---------- Extracted material ----------

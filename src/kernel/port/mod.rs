//! The seam between the kernel and the CPU.
//!
//! A port knows how to lay out a fresh task context on a stack, how to ask
//! for a context switch and how to stop the machine. The kernel never touches
//! registers itself.

use crate::error::FatalError;
use crate::kernel::task::TaskEntry;

#[cfg(all(target_arch = "arm", target_os = "none"))]
pub mod armv7m;

pub trait Port {
    /// Writes an initial context for `entry` at the top of `stack` and
    /// returns the stack pointer the switch code should restore from.
    fn init_stack(&self, stack: &mut [u32], entry: TaskEntry) -> usize;

    /// Requests a context switch. From an interrupt it happens when the
    /// interrupt returns; from thread mode it happens before this returns.
    fn pend_switch(&self);

    /// Hands the port the kernel its switch exception should call into.
    /// Called once, right before the first switch is pended.
    fn install(&self, kernel: &'static dyn ContextSwitch);

    /// Body of the idle context.
    fn idle() -> !;

    /// Stops the machine after a fatal error.
    fn halt(&self, error: FatalError) -> !;
}

/// Called by the port's switch exception with the stack pointer of the
/// context being switched out (its callee-saved registers already pushed);
/// returns the stack pointer of the context to switch in.
pub trait ContextSwitch: Sync {
    fn switch_context(&self, saved_sp: usize) -> usize;
}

----------

◆ **What to produce**
What lines in the listing contain "ContextSwitch"? Copy them all.

◆ **Answer to this task**
    fn install(&self, kernel: &'static dyn ContextSwitch);
pub trait ContextSwitch: Sync {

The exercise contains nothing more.